Eric Pickles: 'The Only Way Is Essex'

Eric Pickles: 'The Only Way Is Essex'

Tory Minister and Yorkshireman Eric Pickles "admitted to treason" on air Sunday - revealing that, for him, the only way is Essex.

Speaking to Kirsty Young on BBC Radio 4's Desert Island Discs, he said: "I am afraid I am going to have to admit to treason on the air – I like Essex.

"Essex is my home and I hate going back to Yorkshire."

It's not the perma-tan or the false eyelashes that endear him to the county, but the countryside of his constituency of Brentwood and Ongar, where he has been an MP since 1992, which keeps him down south.

“I like its 'in-your-face' attitude. It’s a stunningly beautiful county and I have taken an interest in birdwatching over the last 12 years and I just love the marshland and the flatland and by the shore.”

Pickles spoke about his time in the Young Conservatives, which was a "rebellion" from his Labour-supporting family, and meeting his wife, Irene, expressing his relief she is not a typical, ambitious politician's wife.

“No, thank God. There is nothing more frightening than a political wife – Lady Macbeth just waiting to get you,” he said.
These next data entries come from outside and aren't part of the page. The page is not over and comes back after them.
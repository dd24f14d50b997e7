//! A player's collected ingredients.

use std::collections::BTreeMap;
use std::collections::btree_map::Entry;

use alchemist_catalog::domain::ingredient::Ingredient;
use alchemist_core::clock::Clock;
use alchemist_core::error::DomainError;
use chrono::{DateTime, Utc};
use serde::{Deserialize, Serialize};
use uuid::Uuid;

use super::stock::StockLevel;

/// An ingredient in a player's pantry.
#[derive(Debug, Clone, PartialEq, Eq, Serialize, Deserialize)]
pub struct CollectedIngredient {
    /// Entry identifier.
    pub id: Uuid,
    /// The catalog ingredient.
    pub ingredient: Ingredient,
    /// Units held and used markers.
    pub stock: StockLevel,
    /// The foraging attempt that first produced this entry.
    pub forage_attempt_id: Uuid,
    /// When the entry was created.
    pub collected_at: DateTime<Utc>,
}

/// The collected ingredients of one player, keyed by catalog id.
#[derive(Debug, Clone, Default, Serialize, Deserialize)]
pub struct Pantry {
    entries: BTreeMap<u32, CollectedIngredient>,
}

impl Pantry {
    /// Creates an empty pantry.
    #[must_use]
    pub fn new() -> Self {
        Self::default()
    }

    /// Adds `quantity` units of `ingredient`.
    ///
    /// Collecting an ingredient already present restocks the existing entry
    /// instead of creating a second one.
    pub fn collect(
        &mut self,
        ingredient: Ingredient,
        quantity: u32,
        forage_attempt_id: Uuid,
        clock: &dyn Clock,
    ) -> &CollectedIngredient {
        let entry = self.preview_collect(ingredient, quantity, forage_attempt_id, clock);
        self.store(entry)
    }

    /// The entry `collect` would leave behind, without changing the pantry.
    #[must_use]
    pub fn preview_collect(
        &self,
        ingredient: Ingredient,
        quantity: u32,
        forage_attempt_id: Uuid,
        clock: &dyn Clock,
    ) -> CollectedIngredient {
        if let Some(existing) = self.entries.get(&ingredient.id) {
            let mut entry = existing.clone();
            entry.stock.restock(quantity);
            return entry;
        }
        CollectedIngredient {
            id: Uuid::new_v4(),
            ingredient,
            stock: StockLevel::new(quantity),
            forage_attempt_id,
            collected_at: clock.now(),
        }
    }

    /// Stores `entry`, replacing any entry for the same ingredient.
    pub fn store(&mut self, entry: CollectedIngredient) -> &CollectedIngredient {
        match self.entries.entry(entry.ingredient.id) {
            Entry::Occupied(mut occupied) => {
                occupied.insert(entry);
                occupied.into_mut()
            }
            Entry::Vacant(vacant) => vacant.insert(entry),
        }
    }

    /// Uses one unit of the ingredient with catalog id `ingredient_id`.
    ///
    /// # Errors
    ///
    /// Returns `DomainError::Validation` if the ingredient is not in the
    /// pantry or has no units left.
    pub fn use_ingredient(
        &mut self,
        ingredient_id: u32,
        clock: &dyn Clock,
    ) -> Result<(), DomainError> {
        let entry = self.entries.get_mut(&ingredient_id).ok_or_else(|| {
            DomainError::Validation(format!("ingredient {ingredient_id} not found in pantry"))
        })?;
        entry.stock.consume(1, clock)
    }

    /// Whether at least one unit of the ingredient remains.
    #[must_use]
    pub fn is_available(&self, ingredient_id: u32) -> bool {
        self.entries
            .get(&ingredient_id)
            .is_some_and(|entry| entry.stock.is_available())
    }

    /// Looks up an entry by catalog id.
    #[must_use]
    pub fn get(&self, ingredient_id: u32) -> Option<&CollectedIngredient> {
        self.entries.get(&ingredient_id)
    }

    /// Removes an entry entirely, whatever its quantity.
    pub fn remove(&mut self, ingredient_id: u32) -> Option<CollectedIngredient> {
        self.entries.remove(&ingredient_id)
    }

    /// Entries in catalog id order.
    pub fn iter(&self) -> impl Iterator<Item = &CollectedIngredient> {
        self.entries.values()
    }

    /// Number of entries, used-up ones included.
    #[must_use]
    pub fn len(&self) -> usize {
        self.entries.len()
    }

    /// Whether the pantry has no entries.
    #[must_use]
    pub fn is_empty(&self) -> bool {
        self.entries.is_empty()
    }
}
He used his time on the programe to defend his boss, Prime Minister David Cameron, speaking about his "car crash" on Question Time in 2009, which he said he needed a second home in London, because he would have to otherwise get up at 5.30am to drive the 37 miles to Westminster.
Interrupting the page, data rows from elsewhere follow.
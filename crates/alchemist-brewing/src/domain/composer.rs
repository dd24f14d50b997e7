//! Turns three ingredients into a brew result.
//!
//! Scoring and selection produce the primary recipe. The cauldron bonus and
//! potion brewer talents are layered on top, each gated by the injected
//! `TalentConfig`.

use alchemist_catalog::domain::catalog::CatalogPort;
use alchemist_catalog::domain::ingredient::Ingredient;
use alchemist_catalog::domain::potion::{Potion, PotionCategory, PotionRarity};
use alchemist_core::clock::Clock;
use alchemist_core::error::DomainError;
use alchemist_core::rng::DeterministicRng;
use alchemist_core::talents::TalentConfig;
use serde::{Deserialize, Serialize};
use uuid::Uuid;

use super::recipe::PotionRecipe;
use super::scoring::{self, ScoreCard, ScoreChoice};
use super::selector::{select_potion, select_remains_potion};

/// The d100 roll of the potion brewer talent.
#[derive(Debug, Clone, Copy, PartialEq, Eq, Serialize, Deserialize)]
pub struct PotionBrewerRoll {
    /// The rolled percentage.
    pub roll: u32,
    /// The level the roll had to meet or beat from below.
    pub level: u32,
    /// Whether `roll <= level`.
    pub success: bool,
}

/// A finished brew.
#[derive(Debug, Clone, PartialEq, Eq, Serialize, Deserialize)]
pub struct BrewResult {
    /// The primary recipe.
    pub recipe: PotionRecipe,
    /// Whether the cauldron bonus produced a remains potion.
    pub cauldron_bonus: bool,
    /// The free common potion from the cauldron bonus.
    pub remains_potion: Option<Potion>,
    /// The potion brewer roll, when the talent is enabled.
    pub potion_brewer: Option<PotionBrewerRoll>,
    /// The duplicate recipe from a successful potion brewer roll.
    pub second_potion: Option<PotionRecipe>,
}

impl BrewResult {
    /// The primary potion.
    #[must_use]
    pub fn potion(&self) -> &Potion {
        &self.recipe.potion
    }

    /// Whether the potion brewer roll succeeded.
    #[must_use]
    pub fn potion_brewer_success(&self) -> bool {
        self.potion_brewer.is_some_and(|roll| roll.success)
    }
}

/// Result of a brew request.
#[derive(Debug, Clone, PartialEq, Eq, Serialize, Deserialize)]
pub enum BrewOutcome {
    /// The player must pick one of the offered attributes and brew again.
    /// Nothing was rolled.
    AwaitingChoice(ScoreChoice),
    /// The brew completed.
    Brewed(BrewResult),
}

fn build_recipe(
    ingredients: &[Ingredient; 3],
    card: &ScoreCard,
    attribute: PotionCategory,
    catalog: &dyn CatalogPort,
    clock: &dyn Clock,
) -> Result<PotionRecipe, DomainError> {
    let potion = select_potion(catalog, attribute, card.scores.get(attribute))?;
    Ok(PotionRecipe {
        id: Uuid::new_v4(),
        ingredients: ingredients.clone(),
        scores: card.scores,
        winning_attribute: attribute,
        potion,
        created_at: clock.now(),
    })
}

/// Brews three ingredients.
///
/// `chosen` is honored only when the potion brewer talent offers a choice
/// and `chosen` is one of the two offered attributes; otherwise the
/// tie-break winner is used. When a choice is offered and `chosen` is
/// `None`, returns `BrewOutcome::AwaitingChoice` without touching `rng`.
///
/// The only random draw is the potion brewer d100.
///
/// # Errors
///
/// Returns `DomainError::InvalidRecipeComposition` unless there are exactly
/// three distinct ingredients, and `DomainError::EmptyCatalog` if a needed
/// potion category is empty.
pub fn compose_brew(
    ingredients: &[Ingredient],
    chosen: Option<PotionCategory>,
    talents: &TalentConfig,
    catalog: &dyn CatalogPort,
    clock: &dyn Clock,
    rng: &mut dyn DeterministicRng,
) -> Result<BrewOutcome, DomainError> {
    let card = scoring::score(ingredients)?;
    let ingredients: [Ingredient; 3] = ingredients.to_vec().try_into().map_err(|_| {
        DomainError::InvalidRecipeComposition("expected 3 ingredients".to_owned())
    })?;

    let choice = card.choice(talents.potion_brewer_talent);
    let winning = match chosen {
        Some(attribute) if choice.can_choose && choice.offers(attribute) => attribute,
        None if choice.can_choose => return Ok(BrewOutcome::AwaitingChoice(choice)),
        _ => card.winning_attribute,
    };

    let recipe = build_recipe(&ingredients, &card, winning, catalog, clock)?;

    let remains_potion = if talents.cauldron_bonus
        && matches!(
            recipe.potion.rarity,
            PotionRarity::Uncommon | PotionRarity::Rare
        ) {
        Some(select_remains_potion(catalog, winning)?)
    } else {
        None
    };

    let mut second_potion = None;
    let potion_brewer = if talents.potion_brewer_talent {
        let roll = rng.next_u32_range(1, 100);
        let success = roll <= talents.potion_brewer_level;
        if success {
            second_potion = Some(build_recipe(
                &ingredients,
                &card,
                card.winning_attribute,
                catalog,
                clock,
            )?);
        }
        Some(PotionBrewerRoll {
            roll,
            level: talents.potion_brewer_level,
            success,
        })
    } else {
        None
    };

    Ok(BrewOutcome::Brewed(BrewResult {
        recipe,
        cauldron_bonus: remains_potion.is_some(),
        remains_potion,
        potion_brewer,
        second_potion,
    }))
}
But he did get a "prolonged hug from David Cameron. I apologised but he is a good boss and he understands that we all have off days.”

Earlier he described the Prime Minister as having “enormous empathy and was capable of walking in someone else’s shoes.”
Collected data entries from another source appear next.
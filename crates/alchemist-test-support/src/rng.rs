//! Test RNG: deterministic `DeterministicRng` implementations for tests.

use alchemist_core::rng::DeterministicRng;

/// A no-op RNG that always returns `min` for `next_u32_range` and `0.0` for
/// `next_f64`. Suitable for tests that do not depend on specific random values.
///
/// Note that `0.0` is below every probability threshold, so any chance-based
/// branch driven by this RNG fires.
#[derive(Debug)]
pub struct MockRng;

impl DeterministicRng for MockRng {
    fn next_u32_range(&mut self, min: u32, _max: u32) -> u32 {
        min
    }

    fn next_f64(&mut self) -> f64 {
        0.0
    }
}

/// An RNG that returns values from predetermined sequences: one for integer
/// draws and one for fractional draws. Panics if a sequence is exhausted.
/// Used in tests that need specific, repeatable random outcomes (dice rolls,
/// pool picks, downgrade draws).
#[derive(Debug)]
pub struct SequenceRng {
    values: Vec<u32>,
    index: usize,
    fractions: Vec<f64>,
    fraction_index: usize,
}

impl SequenceRng {
    /// Create a new `SequenceRng` with the given integer values.
    #[must_use]
    pub fn new(values: Vec<u32>) -> Self {
        Self {
            values,
            index: 0,
            fractions: Vec::new(),
            fraction_index: 0,
        }
    }

    /// Sets the values returned by `next_f64`, in order.
    #[must_use]
    pub fn with_fractions(mut self, fractions: Vec<f64>) -> Self {
        self.fractions = fractions;
        self.fraction_index = 0;
        self
    }

    /// Number of integer draws made so far.
    #[must_use]
    pub fn draws(&self) -> usize {
        self.index
    }
}

impl DeterministicRng for SequenceRng {
    fn next_u32_range(&mut self, _min: u32, _max: u32) -> u32 {
        let val = self.values[self.index];
        self.index += 1;
        val
    }

    fn next_f64(&mut self) -> f64 {
        let val = self.fractions[self.fraction_index];
        self.fraction_index += 1;
        val
    }
}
But he admitted the government was not in control of the economy, because of international forces. “I am not entirely sure Emperor Augustus was in charge of the economy, we don’t deal with it in a sealed container

Pickles had asked for help choosing his Desert Island Discs from his Twitter followers, and opting for a mix of genres, from Puccini's Tosca, to So What by Miles Davis. His selection of Mary Chapin Carpenter, he confided, would mean he would be teased by his staff.

The luxury he chose for the desert island, where he said he believed he could "cope fine with being alone" was a kettle and Earl Grey tea and his book was Primo Levi’s If This is A Man and The Truce, an edition signed by Holocaust survivors.